Assigned task: Only lines containing "RaftMessage" are wanted from the data below. Copy those lines.

========

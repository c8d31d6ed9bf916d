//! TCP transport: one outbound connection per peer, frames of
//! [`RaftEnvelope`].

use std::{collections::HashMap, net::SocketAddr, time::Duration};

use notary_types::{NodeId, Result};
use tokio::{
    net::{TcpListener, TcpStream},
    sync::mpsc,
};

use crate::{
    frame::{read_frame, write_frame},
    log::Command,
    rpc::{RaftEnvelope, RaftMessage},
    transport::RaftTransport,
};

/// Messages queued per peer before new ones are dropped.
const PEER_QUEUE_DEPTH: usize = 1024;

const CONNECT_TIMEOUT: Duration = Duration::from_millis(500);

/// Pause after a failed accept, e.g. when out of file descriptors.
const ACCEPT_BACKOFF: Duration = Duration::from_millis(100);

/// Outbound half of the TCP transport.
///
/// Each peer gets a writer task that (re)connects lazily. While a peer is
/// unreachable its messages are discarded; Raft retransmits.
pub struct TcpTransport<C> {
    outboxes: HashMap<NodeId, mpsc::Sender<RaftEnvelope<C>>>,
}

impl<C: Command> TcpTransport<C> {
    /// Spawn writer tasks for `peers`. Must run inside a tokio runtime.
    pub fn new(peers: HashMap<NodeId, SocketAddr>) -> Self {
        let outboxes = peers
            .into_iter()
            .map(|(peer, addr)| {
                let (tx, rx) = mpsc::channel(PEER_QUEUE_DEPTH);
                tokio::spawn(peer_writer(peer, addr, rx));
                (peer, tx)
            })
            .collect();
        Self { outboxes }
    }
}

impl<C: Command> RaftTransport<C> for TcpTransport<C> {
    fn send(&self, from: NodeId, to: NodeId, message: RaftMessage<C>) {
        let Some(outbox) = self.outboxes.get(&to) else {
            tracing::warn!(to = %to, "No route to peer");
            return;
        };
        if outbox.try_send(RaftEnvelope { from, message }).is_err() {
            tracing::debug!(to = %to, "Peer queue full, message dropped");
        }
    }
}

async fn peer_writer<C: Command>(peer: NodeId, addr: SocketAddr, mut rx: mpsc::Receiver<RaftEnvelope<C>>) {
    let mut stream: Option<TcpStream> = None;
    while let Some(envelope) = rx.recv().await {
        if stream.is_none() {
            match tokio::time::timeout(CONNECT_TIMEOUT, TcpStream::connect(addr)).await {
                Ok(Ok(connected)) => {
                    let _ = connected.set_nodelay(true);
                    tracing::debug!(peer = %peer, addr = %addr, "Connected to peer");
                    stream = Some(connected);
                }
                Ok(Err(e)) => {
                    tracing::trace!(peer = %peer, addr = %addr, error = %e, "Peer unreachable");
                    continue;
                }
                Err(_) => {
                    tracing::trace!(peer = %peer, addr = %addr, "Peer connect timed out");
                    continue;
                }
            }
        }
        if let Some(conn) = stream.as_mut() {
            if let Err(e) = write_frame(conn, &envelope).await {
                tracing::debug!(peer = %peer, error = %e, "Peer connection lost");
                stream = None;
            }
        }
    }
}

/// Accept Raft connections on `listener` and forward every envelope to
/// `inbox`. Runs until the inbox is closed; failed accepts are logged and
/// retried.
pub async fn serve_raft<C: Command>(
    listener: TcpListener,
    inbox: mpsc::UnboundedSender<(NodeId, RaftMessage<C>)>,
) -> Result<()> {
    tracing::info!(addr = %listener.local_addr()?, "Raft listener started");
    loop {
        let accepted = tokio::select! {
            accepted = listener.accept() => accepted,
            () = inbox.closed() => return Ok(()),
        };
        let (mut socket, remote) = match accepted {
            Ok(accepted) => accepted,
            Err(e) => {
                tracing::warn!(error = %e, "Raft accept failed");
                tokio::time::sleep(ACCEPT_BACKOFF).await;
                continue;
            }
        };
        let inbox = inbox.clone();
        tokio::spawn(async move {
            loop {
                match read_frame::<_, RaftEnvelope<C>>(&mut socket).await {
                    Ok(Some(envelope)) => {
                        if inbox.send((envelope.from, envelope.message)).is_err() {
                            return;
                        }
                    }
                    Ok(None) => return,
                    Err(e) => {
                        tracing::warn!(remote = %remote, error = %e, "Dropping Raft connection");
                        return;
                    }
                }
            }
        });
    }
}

========

Exercise answer:
    rpc::{RaftEnvelope, RaftMessage},
    fn send(&self, from: NodeId, to: NodeId, message: RaftMessage<C>) {
    inbox: mpsc::UnboundedSender<(NodeId, RaftMessage<C>)>,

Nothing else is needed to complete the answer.